Saved entries:
☆ ☆ ☆ ☆

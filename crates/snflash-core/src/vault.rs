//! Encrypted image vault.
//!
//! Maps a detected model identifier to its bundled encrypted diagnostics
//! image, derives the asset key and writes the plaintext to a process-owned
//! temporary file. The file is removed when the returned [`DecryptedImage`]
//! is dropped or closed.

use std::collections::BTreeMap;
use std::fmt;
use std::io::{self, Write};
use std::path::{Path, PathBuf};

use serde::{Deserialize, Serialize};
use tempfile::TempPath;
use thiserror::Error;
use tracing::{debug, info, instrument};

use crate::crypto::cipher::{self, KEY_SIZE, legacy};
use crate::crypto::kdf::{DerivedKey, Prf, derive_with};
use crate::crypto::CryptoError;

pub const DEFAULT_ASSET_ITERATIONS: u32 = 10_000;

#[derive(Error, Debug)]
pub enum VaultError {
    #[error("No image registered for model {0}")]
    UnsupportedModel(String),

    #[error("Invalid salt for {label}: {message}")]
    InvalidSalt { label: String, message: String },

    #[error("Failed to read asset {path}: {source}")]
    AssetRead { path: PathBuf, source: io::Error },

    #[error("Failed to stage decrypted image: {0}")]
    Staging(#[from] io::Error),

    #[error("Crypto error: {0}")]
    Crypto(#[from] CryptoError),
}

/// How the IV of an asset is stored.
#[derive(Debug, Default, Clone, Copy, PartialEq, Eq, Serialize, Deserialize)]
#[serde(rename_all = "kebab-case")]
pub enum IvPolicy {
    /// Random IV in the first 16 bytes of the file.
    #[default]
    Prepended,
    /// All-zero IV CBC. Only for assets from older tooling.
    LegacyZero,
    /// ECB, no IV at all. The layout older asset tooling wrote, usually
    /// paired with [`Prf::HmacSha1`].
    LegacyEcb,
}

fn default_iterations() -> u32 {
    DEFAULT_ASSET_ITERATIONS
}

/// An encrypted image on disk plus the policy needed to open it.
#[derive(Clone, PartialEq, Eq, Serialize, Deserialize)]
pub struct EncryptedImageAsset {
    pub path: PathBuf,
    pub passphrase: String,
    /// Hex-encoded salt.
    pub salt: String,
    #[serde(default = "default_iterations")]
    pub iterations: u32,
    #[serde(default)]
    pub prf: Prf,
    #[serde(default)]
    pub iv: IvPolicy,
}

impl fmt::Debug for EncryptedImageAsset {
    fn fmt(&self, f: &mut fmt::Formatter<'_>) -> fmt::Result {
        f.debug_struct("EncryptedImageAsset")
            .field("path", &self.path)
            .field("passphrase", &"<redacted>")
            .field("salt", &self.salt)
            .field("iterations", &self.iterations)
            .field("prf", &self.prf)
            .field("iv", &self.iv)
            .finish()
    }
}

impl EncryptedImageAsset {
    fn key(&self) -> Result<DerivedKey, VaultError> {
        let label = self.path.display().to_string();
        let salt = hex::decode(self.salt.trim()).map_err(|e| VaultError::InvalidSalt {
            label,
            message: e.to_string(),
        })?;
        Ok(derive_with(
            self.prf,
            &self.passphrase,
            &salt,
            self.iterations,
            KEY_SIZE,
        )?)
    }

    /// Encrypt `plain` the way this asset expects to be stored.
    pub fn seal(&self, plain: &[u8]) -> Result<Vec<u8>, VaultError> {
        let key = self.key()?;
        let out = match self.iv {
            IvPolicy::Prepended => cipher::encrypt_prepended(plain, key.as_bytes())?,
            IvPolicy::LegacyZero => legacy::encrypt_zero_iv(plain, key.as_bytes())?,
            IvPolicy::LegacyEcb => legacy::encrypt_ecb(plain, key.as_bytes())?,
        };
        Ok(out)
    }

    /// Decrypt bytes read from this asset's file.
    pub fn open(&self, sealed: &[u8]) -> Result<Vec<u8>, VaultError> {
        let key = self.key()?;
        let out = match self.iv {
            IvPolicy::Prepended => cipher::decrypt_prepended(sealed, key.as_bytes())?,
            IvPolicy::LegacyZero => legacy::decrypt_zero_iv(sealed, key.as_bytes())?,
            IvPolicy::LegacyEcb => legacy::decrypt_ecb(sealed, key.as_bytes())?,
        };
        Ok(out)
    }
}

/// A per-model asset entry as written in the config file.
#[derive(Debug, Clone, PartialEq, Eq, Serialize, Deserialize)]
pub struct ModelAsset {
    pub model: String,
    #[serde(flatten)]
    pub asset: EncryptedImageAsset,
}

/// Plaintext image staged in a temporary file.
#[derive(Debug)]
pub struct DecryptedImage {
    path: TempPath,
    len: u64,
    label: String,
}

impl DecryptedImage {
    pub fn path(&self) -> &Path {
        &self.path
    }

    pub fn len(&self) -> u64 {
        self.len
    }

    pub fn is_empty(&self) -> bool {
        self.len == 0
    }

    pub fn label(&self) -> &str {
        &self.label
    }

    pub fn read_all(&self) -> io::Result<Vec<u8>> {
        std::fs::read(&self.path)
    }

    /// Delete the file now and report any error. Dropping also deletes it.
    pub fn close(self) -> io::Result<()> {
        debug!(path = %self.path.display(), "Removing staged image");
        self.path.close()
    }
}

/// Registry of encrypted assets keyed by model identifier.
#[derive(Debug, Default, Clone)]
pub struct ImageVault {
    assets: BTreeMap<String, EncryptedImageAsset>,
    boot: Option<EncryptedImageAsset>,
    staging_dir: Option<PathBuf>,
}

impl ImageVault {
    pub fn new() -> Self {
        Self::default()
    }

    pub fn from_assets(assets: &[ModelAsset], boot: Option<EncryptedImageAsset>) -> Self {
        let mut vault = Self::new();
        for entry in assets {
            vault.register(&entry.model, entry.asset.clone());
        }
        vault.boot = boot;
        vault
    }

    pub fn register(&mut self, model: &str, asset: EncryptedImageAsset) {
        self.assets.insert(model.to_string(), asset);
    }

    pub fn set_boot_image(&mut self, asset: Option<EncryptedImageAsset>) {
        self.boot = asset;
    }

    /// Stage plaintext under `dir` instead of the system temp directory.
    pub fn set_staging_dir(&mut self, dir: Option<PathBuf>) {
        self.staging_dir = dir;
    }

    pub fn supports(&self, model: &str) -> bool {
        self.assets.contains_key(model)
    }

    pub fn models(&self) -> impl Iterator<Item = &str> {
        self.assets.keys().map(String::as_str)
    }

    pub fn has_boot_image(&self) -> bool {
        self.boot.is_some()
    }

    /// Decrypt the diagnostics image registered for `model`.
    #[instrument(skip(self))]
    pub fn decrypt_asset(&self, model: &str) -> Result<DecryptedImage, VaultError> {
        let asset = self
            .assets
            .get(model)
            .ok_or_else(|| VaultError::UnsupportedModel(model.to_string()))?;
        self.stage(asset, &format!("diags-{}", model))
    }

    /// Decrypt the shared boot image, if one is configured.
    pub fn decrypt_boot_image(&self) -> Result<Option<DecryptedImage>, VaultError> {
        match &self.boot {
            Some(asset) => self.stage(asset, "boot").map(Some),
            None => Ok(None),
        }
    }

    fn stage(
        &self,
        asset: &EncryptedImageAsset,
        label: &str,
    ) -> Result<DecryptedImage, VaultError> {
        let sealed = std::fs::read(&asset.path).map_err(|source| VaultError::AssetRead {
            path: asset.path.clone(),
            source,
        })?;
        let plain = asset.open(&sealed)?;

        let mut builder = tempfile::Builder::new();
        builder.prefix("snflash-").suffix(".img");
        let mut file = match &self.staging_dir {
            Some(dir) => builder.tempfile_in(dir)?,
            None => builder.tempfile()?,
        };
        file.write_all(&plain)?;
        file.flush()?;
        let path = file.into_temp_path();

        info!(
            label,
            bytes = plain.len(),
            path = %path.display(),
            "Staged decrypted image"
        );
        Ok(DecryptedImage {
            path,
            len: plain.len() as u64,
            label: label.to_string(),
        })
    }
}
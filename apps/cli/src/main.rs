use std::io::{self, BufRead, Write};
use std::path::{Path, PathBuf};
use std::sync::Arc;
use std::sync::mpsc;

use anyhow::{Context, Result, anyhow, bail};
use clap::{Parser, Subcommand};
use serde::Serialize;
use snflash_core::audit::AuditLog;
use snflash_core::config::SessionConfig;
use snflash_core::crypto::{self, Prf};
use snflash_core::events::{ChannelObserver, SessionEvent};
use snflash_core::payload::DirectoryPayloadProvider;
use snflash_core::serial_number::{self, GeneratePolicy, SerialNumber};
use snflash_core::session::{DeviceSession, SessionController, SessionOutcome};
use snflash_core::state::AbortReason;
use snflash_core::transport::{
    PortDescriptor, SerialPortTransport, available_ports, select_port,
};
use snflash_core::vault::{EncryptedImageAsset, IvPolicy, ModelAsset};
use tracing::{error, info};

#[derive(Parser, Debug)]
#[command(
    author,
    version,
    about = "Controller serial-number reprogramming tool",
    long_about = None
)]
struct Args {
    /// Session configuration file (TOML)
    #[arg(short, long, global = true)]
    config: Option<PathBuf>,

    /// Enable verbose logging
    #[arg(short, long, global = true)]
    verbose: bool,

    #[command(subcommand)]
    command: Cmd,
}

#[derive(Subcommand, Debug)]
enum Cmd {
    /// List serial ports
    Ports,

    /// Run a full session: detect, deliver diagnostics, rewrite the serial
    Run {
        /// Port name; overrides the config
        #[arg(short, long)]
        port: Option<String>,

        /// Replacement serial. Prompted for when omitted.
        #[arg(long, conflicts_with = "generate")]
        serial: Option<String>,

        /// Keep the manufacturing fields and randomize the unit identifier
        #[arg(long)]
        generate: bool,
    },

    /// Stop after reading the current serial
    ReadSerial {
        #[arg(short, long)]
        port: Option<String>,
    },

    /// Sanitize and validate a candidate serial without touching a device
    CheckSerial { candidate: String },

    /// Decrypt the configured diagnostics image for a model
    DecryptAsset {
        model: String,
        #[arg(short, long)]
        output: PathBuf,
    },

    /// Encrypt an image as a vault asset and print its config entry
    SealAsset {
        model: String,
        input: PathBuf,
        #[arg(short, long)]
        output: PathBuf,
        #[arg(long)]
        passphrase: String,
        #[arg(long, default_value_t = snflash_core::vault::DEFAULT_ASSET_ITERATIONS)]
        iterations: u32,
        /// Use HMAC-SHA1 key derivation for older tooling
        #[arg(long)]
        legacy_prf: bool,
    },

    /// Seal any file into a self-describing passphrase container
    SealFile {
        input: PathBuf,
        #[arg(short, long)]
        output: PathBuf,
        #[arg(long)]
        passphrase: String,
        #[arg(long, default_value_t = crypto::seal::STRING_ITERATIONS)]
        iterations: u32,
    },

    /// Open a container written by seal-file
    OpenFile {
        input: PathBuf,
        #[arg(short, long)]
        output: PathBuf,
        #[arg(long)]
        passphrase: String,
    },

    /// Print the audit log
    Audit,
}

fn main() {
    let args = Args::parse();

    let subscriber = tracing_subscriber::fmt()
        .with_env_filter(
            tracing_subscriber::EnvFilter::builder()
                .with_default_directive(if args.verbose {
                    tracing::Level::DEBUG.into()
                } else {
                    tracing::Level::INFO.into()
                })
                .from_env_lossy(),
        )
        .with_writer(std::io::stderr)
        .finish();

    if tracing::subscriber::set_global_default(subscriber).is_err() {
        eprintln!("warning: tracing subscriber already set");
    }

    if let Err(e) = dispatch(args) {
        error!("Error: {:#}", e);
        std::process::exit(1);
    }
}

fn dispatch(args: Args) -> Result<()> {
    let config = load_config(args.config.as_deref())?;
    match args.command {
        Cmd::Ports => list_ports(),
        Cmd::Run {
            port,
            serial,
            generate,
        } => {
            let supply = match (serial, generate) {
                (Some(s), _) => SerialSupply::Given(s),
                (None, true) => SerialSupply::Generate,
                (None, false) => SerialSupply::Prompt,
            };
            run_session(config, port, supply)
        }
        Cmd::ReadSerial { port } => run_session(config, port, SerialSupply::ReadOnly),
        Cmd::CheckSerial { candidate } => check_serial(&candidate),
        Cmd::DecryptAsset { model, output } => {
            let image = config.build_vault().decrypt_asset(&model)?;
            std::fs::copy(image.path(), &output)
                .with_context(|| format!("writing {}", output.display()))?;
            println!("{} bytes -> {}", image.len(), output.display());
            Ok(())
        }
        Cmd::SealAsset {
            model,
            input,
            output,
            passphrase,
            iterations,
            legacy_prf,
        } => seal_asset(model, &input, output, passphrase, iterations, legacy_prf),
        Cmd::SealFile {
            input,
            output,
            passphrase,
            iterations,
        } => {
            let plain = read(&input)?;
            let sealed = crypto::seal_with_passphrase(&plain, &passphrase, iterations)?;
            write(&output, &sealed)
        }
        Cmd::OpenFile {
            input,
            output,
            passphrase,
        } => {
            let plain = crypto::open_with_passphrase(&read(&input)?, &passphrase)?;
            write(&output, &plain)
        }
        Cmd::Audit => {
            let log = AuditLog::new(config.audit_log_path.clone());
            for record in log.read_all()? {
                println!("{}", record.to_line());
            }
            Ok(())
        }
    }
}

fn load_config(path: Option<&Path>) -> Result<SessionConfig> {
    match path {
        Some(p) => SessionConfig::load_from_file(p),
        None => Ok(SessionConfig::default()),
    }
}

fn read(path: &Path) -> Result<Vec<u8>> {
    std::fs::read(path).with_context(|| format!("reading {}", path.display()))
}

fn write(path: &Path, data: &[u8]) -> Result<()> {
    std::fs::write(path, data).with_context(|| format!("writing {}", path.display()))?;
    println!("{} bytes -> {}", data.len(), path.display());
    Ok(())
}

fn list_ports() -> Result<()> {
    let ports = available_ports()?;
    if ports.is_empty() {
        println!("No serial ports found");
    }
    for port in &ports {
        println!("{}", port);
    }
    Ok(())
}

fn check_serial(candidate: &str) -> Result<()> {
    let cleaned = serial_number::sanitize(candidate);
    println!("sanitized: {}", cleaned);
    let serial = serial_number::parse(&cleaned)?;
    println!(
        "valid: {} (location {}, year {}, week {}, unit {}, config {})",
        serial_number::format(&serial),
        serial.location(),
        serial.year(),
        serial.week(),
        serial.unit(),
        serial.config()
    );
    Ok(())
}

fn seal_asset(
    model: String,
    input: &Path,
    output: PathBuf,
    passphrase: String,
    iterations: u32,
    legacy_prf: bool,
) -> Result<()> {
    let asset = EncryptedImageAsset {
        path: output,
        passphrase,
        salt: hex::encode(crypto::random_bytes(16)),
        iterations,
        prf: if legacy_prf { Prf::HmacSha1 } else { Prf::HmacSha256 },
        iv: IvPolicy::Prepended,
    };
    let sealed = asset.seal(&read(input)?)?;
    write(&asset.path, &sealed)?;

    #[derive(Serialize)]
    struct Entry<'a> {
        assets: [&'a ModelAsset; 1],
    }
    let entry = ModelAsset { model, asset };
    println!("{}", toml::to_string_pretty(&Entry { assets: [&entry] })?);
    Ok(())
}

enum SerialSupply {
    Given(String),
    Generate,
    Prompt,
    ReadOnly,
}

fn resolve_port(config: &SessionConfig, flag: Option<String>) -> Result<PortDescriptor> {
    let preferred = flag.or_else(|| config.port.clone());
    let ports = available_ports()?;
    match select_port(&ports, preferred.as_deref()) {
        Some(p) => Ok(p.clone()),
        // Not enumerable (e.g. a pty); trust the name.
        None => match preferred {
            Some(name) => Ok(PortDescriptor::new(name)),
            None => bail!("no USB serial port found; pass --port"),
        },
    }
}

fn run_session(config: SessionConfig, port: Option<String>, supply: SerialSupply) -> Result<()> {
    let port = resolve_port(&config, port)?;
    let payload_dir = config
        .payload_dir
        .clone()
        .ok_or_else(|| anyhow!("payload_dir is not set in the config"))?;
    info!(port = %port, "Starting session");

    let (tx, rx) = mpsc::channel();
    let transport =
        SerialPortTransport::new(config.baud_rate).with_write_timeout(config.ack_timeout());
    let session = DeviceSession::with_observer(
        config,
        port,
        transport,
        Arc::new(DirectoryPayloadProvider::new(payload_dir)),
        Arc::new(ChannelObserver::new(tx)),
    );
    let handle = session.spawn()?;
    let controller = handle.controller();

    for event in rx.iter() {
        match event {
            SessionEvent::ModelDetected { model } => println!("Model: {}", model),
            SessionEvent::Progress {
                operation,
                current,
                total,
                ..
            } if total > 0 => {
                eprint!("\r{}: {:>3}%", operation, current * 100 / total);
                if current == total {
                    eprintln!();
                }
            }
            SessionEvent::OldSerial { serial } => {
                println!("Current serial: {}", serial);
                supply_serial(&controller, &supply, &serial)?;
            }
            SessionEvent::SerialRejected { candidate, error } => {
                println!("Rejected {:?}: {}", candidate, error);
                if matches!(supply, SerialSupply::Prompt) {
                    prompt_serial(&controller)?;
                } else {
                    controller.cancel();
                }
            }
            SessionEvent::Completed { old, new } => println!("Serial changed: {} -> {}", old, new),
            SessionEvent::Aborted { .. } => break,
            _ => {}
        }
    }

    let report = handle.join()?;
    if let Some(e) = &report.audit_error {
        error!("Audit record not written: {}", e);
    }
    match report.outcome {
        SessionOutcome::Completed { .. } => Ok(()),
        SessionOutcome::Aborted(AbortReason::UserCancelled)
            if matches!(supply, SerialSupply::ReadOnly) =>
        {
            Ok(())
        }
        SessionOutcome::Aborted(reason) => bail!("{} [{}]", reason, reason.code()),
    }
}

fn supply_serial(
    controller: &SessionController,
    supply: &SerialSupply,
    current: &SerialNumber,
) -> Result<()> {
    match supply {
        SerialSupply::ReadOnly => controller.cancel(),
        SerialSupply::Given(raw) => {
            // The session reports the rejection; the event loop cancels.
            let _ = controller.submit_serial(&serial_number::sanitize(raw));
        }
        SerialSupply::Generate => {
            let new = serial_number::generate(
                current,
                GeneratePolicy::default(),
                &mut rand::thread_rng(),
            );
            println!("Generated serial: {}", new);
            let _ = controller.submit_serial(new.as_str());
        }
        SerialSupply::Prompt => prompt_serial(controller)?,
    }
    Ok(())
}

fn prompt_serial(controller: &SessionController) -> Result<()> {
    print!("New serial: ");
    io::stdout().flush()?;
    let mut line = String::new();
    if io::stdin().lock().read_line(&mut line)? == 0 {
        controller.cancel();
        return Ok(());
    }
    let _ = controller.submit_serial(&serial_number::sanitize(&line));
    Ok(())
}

☆ ☆ ☆ ☆

[YOUR OBJECTIVE] The expected answer is a copy of every line in the entries that holds the word "ChannelObserver".

[SOLUTION FOR THIS TASK]
use snflash_core::events::{ChannelObserver, SessionEvent};
        Arc::new(ChannelObserver::new(tx)),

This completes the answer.